Data in this exercise:
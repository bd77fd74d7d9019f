//! Default search bounds, read from a JSON config file.

use serde::{Deserialize, Serialize};
use std::fs;
use std::io;
use std::path::{Path, PathBuf};
use thiserror::Error;
use tracing::debug;

/// Looked up in the working directory when no `--config` is given.
pub const CONFIG_FILE: &str = ".gedgraph.json";

#[derive(Error, Debug)]
pub enum ConfigError {
    #[error("Failed to read config {path}: {source}")]
    Io {
        path: PathBuf,
        #[source]
        source: io::Error,
    },

    #[error("Invalid config {path}: {source}")]
    Parse {
        path: PathBuf,
        #[source]
        source: serde_json::Error,
    },
}

#[derive(Debug, Clone, PartialEq, Eq, Serialize, Deserialize)]
#[serde(default)]
pub struct GedgraphConfig {
    /// Pedigree depth when `-g` is not given.
    pub generations: usize,
    /// Descendant chart depth when `-g` is not given.
    pub descendant_generations: usize,
    /// Relationship search bound when `-d` is not given.
    pub max_depth: usize,
}

impl Default for GedgraphConfig {
    fn default() -> Self {
        Self {
            generations: 4,
            descendant_generations: 3,
            max_depth: 50,
        }
    }
}

impl GedgraphConfig {
    /// Loads an explicit config file, or `.gedgraph.json` in `dir` if it
    /// exists, or the defaults.
    pub fn resolve(explicit: Option<&Path>, dir: &Path) -> Result<Self, ConfigError> {
        match explicit {
            Some(path) => Self::load(path),
            None => {
                let path = dir.join(CONFIG_FILE);
                if path.is_file() {
                    Self::load(&path)
                } else {
                    Ok(Self::default())
                }
            }
        }
    }

    pub fn load(path: &Path) -> Result<Self, ConfigError> {
        let text = fs::read_to_string(path).map_err(|source| ConfigError::Io {
            path: path.to_path_buf(),
            source,
        })?;
        let config = serde_json::from_str(&text).map_err(|source| ConfigError::Parse {
            path: path.to_path_buf(),
            source,
        })?;
        debug!("Loaded config from {}", path.display());
        Ok(config)
    }
}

Assigned task:
Wherever a line contains the string "given", copy that line from the data.

Exercise result:
/// Looked up in the working directory when no `--config` is given.
    /// Pedigree depth when `-g` is not given.
    /// Descendant chart depth when `-g` is not given.
    /// Relationship search bound when `-d` is not given.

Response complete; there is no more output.